## TASK INPUT
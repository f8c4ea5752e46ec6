//! Class and file lookups across plugins.

use std::collections::BTreeMap;
use std::path::{Component, Path, PathBuf};

use frankenstyle_core::errors::{ComponentError, ComponentResult};
use tracing::warn;

use super::ComponentRegistry;
use crate::manifest;
use crate::scanner::PluginList;
use crate::snapshot::CacheSnapshot;

/// Where a class name resolves to.
#[derive(Debug, Clone, PartialEq, Eq)]
pub enum ClassResolution {
    /// Declared in the component class map.
    File(PathBuf),
    /// Deprecated name; the host should alias `old` to `new` after loading `path`.
    Alias {
        old: String,
        new: String,
        path: PathBuf,
    },
    /// PSR-0 library class.
    Psr(PathBuf),
}

impl ClassResolution {
    /// File that defines the class.
    pub fn path(&self) -> &Path {
        match self {
            Self::File(path) | Self::Psr(path) => path.as_path(),
            Self::Alias { path, .. } => path.as_path(),
        }
    }
}

/// A plugin-relative file name; absolute paths and `..` are rejected.
fn plugin_relative(file: &str) -> ComponentResult<&Path> {
    let path = Path::new(file);
    let escapes = path
        .components()
        .any(|c| !matches!(c, Component::Normal(_) | Component::CurDir));
    if file.is_empty() || escapes {
        return Err(ComponentError::InvalidArgument {
            message: format!("'{file}' is not a file path inside a plugin"),
        });
    }
    Ok(path)
}

/// `\null` as any namespace segment after the first.
fn has_null_segment(classname: &str) -> bool {
    classname.split('\\').skip(1).any(|segment| segment == "null")
}

pub(super) fn resolve_in(snapshot: &CacheSnapshot, classname: &str) -> ComponentResult<Option<ClassResolution>> {
    let classname = classname.trim_start_matches('\\');

    if let Some(path) = snapshot.classmap.get(classname) {
        return Ok(Some(ClassResolution::File(path.clone())));
    }

    if let Some(newname) = snapshot.classmaprenames.get(classname) {
        if let Some(path) = snapshot.classmap.get(newname) {
            warn!(
                old = %classname,
                new = %newname,
                "Class '{classname}' has been renamed for the autoloader and is now deprecated. Please use '{newname}' instead."
            );
            if has_null_segment(classname) {
                return Err(ComponentError::InvalidAlias {
                    old: classname.to_string(),
                    new: newname.clone(),
                });
            }
            return Ok(Some(ClassResolution::Alias {
                old: classname.to_string(),
                new: newname.clone(),
                path: path.clone(),
            }));
        }
    }

    let normalized = classname.replace(['/', '\\'], "_");
    Ok(snapshot
        .psrclassmap
        .get(&normalized)
        .map(|path| ClassResolution::Psr(path.clone())))
}

impl ComponentRegistry {
    /// Resolve a class name to the file that defines it.
    ///
    /// Checked in order: the class map, renamed classes whose replacement is
    /// in the class map, then the PSR-0 map with `/` and `\` read as `_`.
    pub fn resolve_class(&self, classname: &str) -> ComponentResult<Option<ClassResolution>> {
        let snapshot = self.current()?;
        resolve_in(&snapshot, classname)
    }

    /// Plugins of `plugintype` that define a class, as component → class name.
    ///
    /// Per plugin the first hit wins: `\type_plugin\class` (only for a non-empty
    /// `class`), then `type_plugin_class` (`type_plugin` for an empty `class`),
    /// then the flat name declared in `file` inside the plugin directory. The
    /// fallback file is handed to the host runtime before it is inspected.
    pub fn get_plugin_list_with_class(
        &self,
        plugintype: &str,
        class: &str,
        file: Option<&str>,
    ) -> ComponentResult<BTreeMap<String, String>> {
        let file = file.filter(|f| !f.is_empty()).map(plugin_relative).transpose()?;
        let snapshot = self.current()?;
        let mut found = BTreeMap::new();
        let Some(plugins) = snapshot.plugins.get(plugintype) else {
            return Ok(found);
        };

        for (plugin, fulldir) in plugins {
            let component = format!("{plugintype}_{plugin}");

            if !class.is_empty() {
                let namespaced = format!("\\{component}\\{class}");
                if resolve_in(&snapshot, &namespaced)?.is_some() {
                    found.insert(component, namespaced);
                    continue;
                }
            }

            let flat = if class.is_empty() {
                component.clone()
            } else {
                format!("{component}_{class}")
            };
            if resolve_in(&snapshot, &flat)?.is_some() {
                found.insert(component, flat);
                continue;
            }

            if let Some(file) = file {
                let path = fulldir.join(file);
                if path.exists() {
                    self.runtime.include_file(&path);
                    if manifest::declares_class(&path, &flat) {
                        found.insert(component, flat);
                    }
                }
            }
        }
        Ok(found)
    }

    /// Plugins of `plugintype` containing `file`, as plugin name → path.
    ///
    /// Mapped files come from the snapshot; any other file is checked on disk.
    /// With `load`, every match is handed to the host runtime.
    pub fn get_plugin_list_with_file(
        &self,
        plugintype: &str,
        file: &str,
        load: bool,
    ) -> ComponentResult<PluginList> {
        let relative = plugin_relative(file)?;
        let snapshot = self.current()?;
        let found = match snapshot.filemap.get(file) {
            Some(by_type) => by_type.get(plugintype).cloned().unwrap_or_default(),
            None => snapshot
                .plugins
                .get(plugintype)
                .map(|plugins| {
                    plugins
                        .iter()
                        .map(|(plugin, fulldir)| (plugin.clone(), fulldir.join(relative)))
                        .filter(|(_, path)| path.exists())
                        .collect()
                })
                .unwrap_or_default(),
        };

        if load {
            for path in found.values() {
                self.runtime.include_file(path);
            }
        }
        Ok(found)
    }
}

#[cfg(test)]
mod tests {
    use super::*;

    fn snapshot() -> CacheSnapshot {
        let mut snapshot = CacheSnapshot::default();
        snapshot.classmap.insert(
            "core\\event\\base".to_string(),
            PathBuf::from("/srv/site/lib/classes/event/base.php"),
        );
        snapshot.classmap.insert(
            "core\\task\\nullable".to_string(),
            PathBuf::from("/srv/site/lib/classes/task/nullable.php"),
        );
        snapshot.classmaprenames.insert(
            "core\\event\\legacy".to_string(),
            "core\\event\\base".to_string(),
        );
        snapshot.classmaprenames.insert(
            "core\\null\\thing".to_string(),
            "core\\task\\nullable".to_string(),
        );
        snapshot.classmaprenames.insert(
            "core\\event\\orphan".to_string(),
            "core\\event\\missing".to_string(),
        );
        snapshot.psrclassmap.insert(
            "Horde_Imap_Client".to_string(),
            PathBuf::from("/srv/site/lib/horde/framework/Horde/Imap/Client.php"),
        );
        snapshot
    }

    #[test]
    fn classmap_then_rename_then_psr() {
        let snapshot = snapshot();
        assert_eq!(
            resolve_in(&snapshot, "\\core\\event\\base").unwrap(),
            Some(ClassResolution::File(PathBuf::from(
                "/srv/site/lib/classes/event/base.php"
            )))
        );
        assert_eq!(
            resolve_in(&snapshot, "core\\event\\legacy").unwrap(),
            Some(ClassResolution::Alias {
                old: "core\\event\\legacy".to_string(),
                new: "core\\event\\base".to_string(),
                path: PathBuf::from("/srv/site/lib/classes/event/base.php"),
            })
        );
        let psr = resolve_in(&snapshot, "Horde\\Imap/Client").unwrap().unwrap();
        assert_eq!(
            psr.path(),
            Path::new("/srv/site/lib/horde/framework/Horde/Imap/Client.php")
        );
    }

    #[test]
    fn rename_to_unknown_class_is_unresolved() {
        assert_eq!(resolve_in(&snapshot(), "core\\event\\orphan").unwrap(), None);
        assert_eq!(resolve_in(&snapshot(), "nothing_here").unwrap(), None);
    }

    #[test]
    fn plugin_files_stay_inside_the_plugin() {
        assert_eq!(plugin_relative("db/install.xml").unwrap(), Path::new("db/install.xml"));
        assert!(plugin_relative("./lib.php").is_ok());
        for bad in ["", "/etc/passwd", "../forum/lib.php", "db/../../x.php"] {
            assert!(matches!(
                plugin_relative(bad),
                Err(ComponentError::InvalidArgument { .. })
            ));
        }
    }

    #[test]
    fn null_segment_cannot_be_aliased() {
        let err = resolve_in(&snapshot(), "core\\null\\thing").unwrap_err();
        assert!(matches!(err, ComponentError::InvalidAlias { .. }));
        assert!(has_null_segment("core\\null"));
        assert!(!has_null_segment("null\\core"));
        assert!(!has_null_segment("core\\nullable"));
    }
}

## INSTRUCTIONS FOR THE TASK
Give the number of lines in the listing that hold the string "PluginList". Add nothing else.

## EXERCISE RESPONSE
2